Dataset entries:
//! Surface materials and the symmetric pair table used to derive the
//! restitution and friction of a contact.

use std::collections::HashMap;

/// Built-in material identifiers.
///
/// `UserDefined` is reserved: it marks primitives that carry their own
/// `MaterialProperties` and cannot be used to look anything up.
#[derive(Clone, Copy, Debug, Default, PartialEq, Eq, Hash, PartialOrd, Ord)]
pub enum MaterialId {
    #[default]
    Unset,
    Ice,
    Normal,
    NotBouncy,
    Rough,
    UserDefined,
}

#[derive(Clone, Copy, Debug, PartialEq)]
pub struct MaterialProperties {
    pub elasticity: f32,
    pub static_roughness: f32,
    pub dynamic_roughness: f32,
}

impl MaterialProperties {
    pub const fn new(elasticity: f32, static_roughness: f32, dynamic_roughness: f32) -> Self {
        Self {
            elasticity,
            static_roughness,
            dynamic_roughness,
        }
    }

    /// Pairwise product; the combination rule for materials without a table entry.
    pub fn combine(&self, other: &MaterialProperties) -> MaterialPairProperties {
        MaterialPairProperties {
            restitution: self.elasticity * other.elasticity,
            static_friction: self.static_roughness * other.static_roughness,
            dynamic_friction: self.dynamic_roughness * other.dynamic_roughness,
        }
    }
}

/// Properties of a contact between two materials.
#[derive(Clone, Copy, Debug, Default, PartialEq)]
pub struct MaterialPairProperties {
    pub restitution: f32,
    pub static_friction: f32,
    pub dynamic_friction: f32,
}

/// Material of one primitive: a table entry or explicit properties.
#[derive(Clone, Copy, Debug, PartialEq)]
pub enum PrimitiveMaterial {
    Table(MaterialId),
    UserDefined(MaterialProperties),
}

impl PrimitiveMaterial {
    pub fn id(&self) -> MaterialId {
        match self {
            PrimitiveMaterial::Table(id) => *id,
            PrimitiveMaterial::UserDefined(_) => MaterialId::UserDefined,
        }
    }
}

#[derive(Clone, Debug)]
pub struct MaterialTable {
    materials: HashMap<MaterialId, MaterialProperties>,
    pairs: HashMap<(MaterialId, MaterialId), MaterialPairProperties>,
}

impl Default for MaterialTable {
    fn default() -> Self {
        let mut table = Self {
            materials: HashMap::new(),
            pairs: HashMap::new(),
        };
        table.reset();
        table
    }
}

#[inline]
fn ordered(a: MaterialId, b: MaterialId) -> (MaterialId, MaterialId) {
    if a <= b { (a, b) } else { (b, a) }
}

impl MaterialTable {
    /// Restore the built-in materials and drop every pair override.
    pub fn reset(&mut self) {
        self.materials.clear();
        self.pairs.clear();
        self.materials
            .insert(MaterialId::Unset, MaterialProperties::new(0.8, 0.8, 0.7));
        self.materials
            .insert(MaterialId::Ice, MaterialProperties::new(0.4, 0.05, 0.05));
        self.materials
            .insert(MaterialId::Normal, MaterialProperties::new(0.6, 0.6, 0.5));
        self.materials
            .insert(MaterialId::NotBouncy, MaterialProperties::new(0.0, 0.6, 0.5));
        self.materials
            .insert(MaterialId::Rough, MaterialProperties::new(0.3, 1.0, 0.9));
    }

    /// Properties of a table material, or `None` for `UserDefined`.
    pub fn properties(&self, id: MaterialId) -> Option<MaterialProperties> {
        self.materials.get(&id).copied()
    }

    /// Replace the properties of a built-in material. `UserDefined` is ignored.
    pub fn set_properties(&mut self, id: MaterialId, props: MaterialProperties) {
        if id == MaterialId::UserDefined {
            log::warn!("ignoring attempt to register properties for the reserved UserDefined material");
            return;
        }
        self.materials.insert(id, props);
    }

    /// Override the contact properties of a material pair (order independent).
    pub fn set_pair_properties(&mut self, a: MaterialId, b: MaterialId, props: MaterialPairProperties) {
        self.pairs.insert(ordered(a, b), props);
    }

    /// Contact properties for two table materials.
    pub fn pair_properties(&self, a: MaterialId, b: MaterialId) -> MaterialPairProperties {
        if let Some(p) = self.pairs.get(&ordered(a, b)) {
            return *p;
        }
        let pa = self.properties(a).unwrap_or(MaterialProperties::new(0.0, 0.0, 0.0));
        let pb = self.properties(b).unwrap_or(MaterialProperties::new(0.0, 0.0, 0.0));
        pa.combine(&pb)
    }

    /// Resolve the contact properties of two primitive materials.
    ///
    /// When either side carries explicit properties, both sides are resolved to
    /// properties and multiplied; otherwise the pair table is consulted.
    pub fn resolve(&self, a: &PrimitiveMaterial, b: &PrimitiveMaterial) -> MaterialPairProperties {
        match (a, b) {
            (PrimitiveMaterial::Table(ia), PrimitiveMaterial::Table(ib)) => {
                self.pair_properties(*ia, *ib)
            }
            _ => self.props_of(a).combine(&self.props_of(b)),
        }
    }

    fn props_of(&self, m: &PrimitiveMaterial) -> MaterialProperties {
        match m {
            PrimitiveMaterial::UserDefined(p) => *p,
            PrimitiveMaterial::Table(id) => self
                .properties(*id)
                .unwrap_or(MaterialProperties::new(0.0, 0.0, 0.0)),
        }
    }
}
use crate::dynamics::build_islands;
use crate::system::PhysicsSystem;

impl PhysicsSystem {
    /// Put whole islands to sleep once every member has been still for its
    /// deactivation time, and wake islands that touch something moving.
    pub(crate) fn try_to_freeze_all(&mut self, dt: f32) {
        for &h in &self.active_bodies {
            if let Some(b) = self.bodies.get_mut(h) {
                b.update_deactivation(dt);
            }
        }

        let islands = build_islands(&self.bodies, &self.body_order, &self.pool, &self.constraints);
        let mut frozen = 0usize;
        for island in &islands {
            if island.wants_deactivation(&self.bodies) {
                island.deactivate(&mut self.bodies, self.config.enable_freezing);
                frozen += island.len();
            } else {
                island.activate(&mut self.bodies);
            }
        }
        log::debug!("{} islands, {frozen} bodies asleep", islands.len());

        for &h in &self.active_bodies {
            if let Some(b) = self.bodies.get_mut(h) {
                if b.is_active() {
                    b.damp_for_deactivation();
                }
            }
        }
    }
}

- Work request -
Where the string "Copy" appears in a line of the entries above, return that line.

- Task answer -
#[derive(Clone, Copy, Debug, Default, PartialEq, Eq, Hash, PartialOrd, Ord)]
#[derive(Clone, Copy, Debug, PartialEq)]
#[derive(Clone, Copy, Debug, Default, PartialEq)]
#[derive(Clone, Copy, Debug, PartialEq)]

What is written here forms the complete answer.